Es literalmente agotador este tacticismo fútil y vacuo que cada día se inventa un objetivo para hacer olvidar la enorme y trágica insolvencia de su Gobierno. Cuanto más escándalo, más ineptitud y más desastre, más distracciones para desviar los problemas de fondo y dar carnaza a las tertulias de bajo vientre. Hagamos un pequeño repaso. Primero, está rodeado de problemas judiciales..., pataplum, se dedica a resolver el conflicto palestino: la kufia para tapar las togas. No hace falta decir que no ha ayudado en absoluto a la resolución del conflicto, pero que nada detenga el efecto saludable de la demagogia.

Segundo, le detienen personas de extrema confianza y aumenta la dimensión del escándalo de corrupción y..., pataplum, monta un pollo con Trump, como si fuera un paladín del europeísmo. Europa para tapar la corrupción de su entorno.
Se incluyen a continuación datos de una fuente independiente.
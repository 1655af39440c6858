//! Fixed top-k similarity retrieval

use std::sync::Arc;

use crate::error::{Error, Result};
use crate::providers::EmbeddingProvider;
use crate::storage::{ScoredChunk, VectorStore};

/// Retriever wrapping the vector store with a fixed top-k query.
///
/// Every call re-embeds the question and re-queries the store; nothing is
/// cached.
pub struct Retriever {
    store: Arc<VectorStore>,
    embedder: Arc<dyn EmbeddingProvider>,
    top_k: usize,
}

impl Retriever {
    /// Create a new retriever
    pub fn new(store: Arc<VectorStore>, embedder: Arc<dyn EmbeddingProvider>, top_k: usize) -> Self {
        Self {
            store,
            embedder,
            top_k,
        }
    }

    /// Retrieve the chunks most similar to the question, most similar first
    pub async fn retrieve(&self, question: &str) -> Result<Vec<ScoredChunk>> {
        let embedding = self.embedder.embed(question).await?;

        let store = Arc::clone(&self.store);
        let top_k = self.top_k;
        let results = tokio::task::spawn_blocking(move || store.similarity_search(&embedding, top_k))
            .await
            .map_err(|e| Error::internal(format!("task join error: {}", e)))??;

        tracing::debug!("retrieved {} chunks for question", results.len());
        Ok(results)
    }

    /// Configured number of chunks per query
    pub fn top_k(&self) -> usize {
        self.top_k
    }
}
Tampoco en este caso sirve para nada, porque ni siquiera es cierto que se haya plantado realmente ante los Estados Unidos, solo ha hecho un bufido de gato, fingiendo ser un tigre. Pero, en el provincianismo secular del español medio, esto de que el presi se pelee con el mandamás americano, siempre sube el orgullo patrio.

Pelea con la extrema derecha para dejar de hablar del desastre de los trenes

Y después del primer y el segundo round, vienen los siguientes: hay un accidente de tren gravísimo, la red ferroviaria está hecha un desastre, Catalunya está en colapso y el escándalo aumenta..., pataplum, nada mejor que montarse una precipitada regularización de cientos de miles de inmigrantes irregulares para calentar el ambiente. Pelea con la extrema derecha para dejar de hablar del desastre de los trenes. Y, finalmente, como la cosa no acaba de funcionar, y persevera la indignación por el hundimiento de los ferrocarriles, se le ocurre la feliz idea de prohibir las redes a los adolescentes, controlar sus contenidos y pelearse con el de Telegram y el de X. Tampoco esto irá más allá del histrionismo dialéctico, pero habrá entretenido a la plebe un rato y qui dia passa, Moncloa empeny.

La táctica de supervivencia es espectacular: no funcionan los trenes, que se prohíba Twitter; el servicio público es un desastre, que se regularicen los irregulares; su círculo político está en la cárcel, pues a pelearse con Trump; está rodeado de líos judiciales, hay que resolver el lío palestino. Es la creación permanente de un espejismo para hacer olvidar que Pedro Sánchez tiene toda su cúpula de confianza enredada con la corrupción, que ha perdido la mayoría parlamentaria por sus mentiras, que tiene hechos un desastre los servicios públicos del país y que no tiene ningún proyecto solvente para resolverlo. El colapso ferroviario en Catalunya es letal para nuestra economía y los catalanes no hemos tenido ni la deferencia de ver al ministro de turno a pie de vía, mientras el Govern de la Generalitat demuestra su inutilidad. No van los trenes, pero no pasa nada, tenemos a Elon Musk para pelearnos. Es el pan y circo de siempre, reinventado por un mago del cinismo.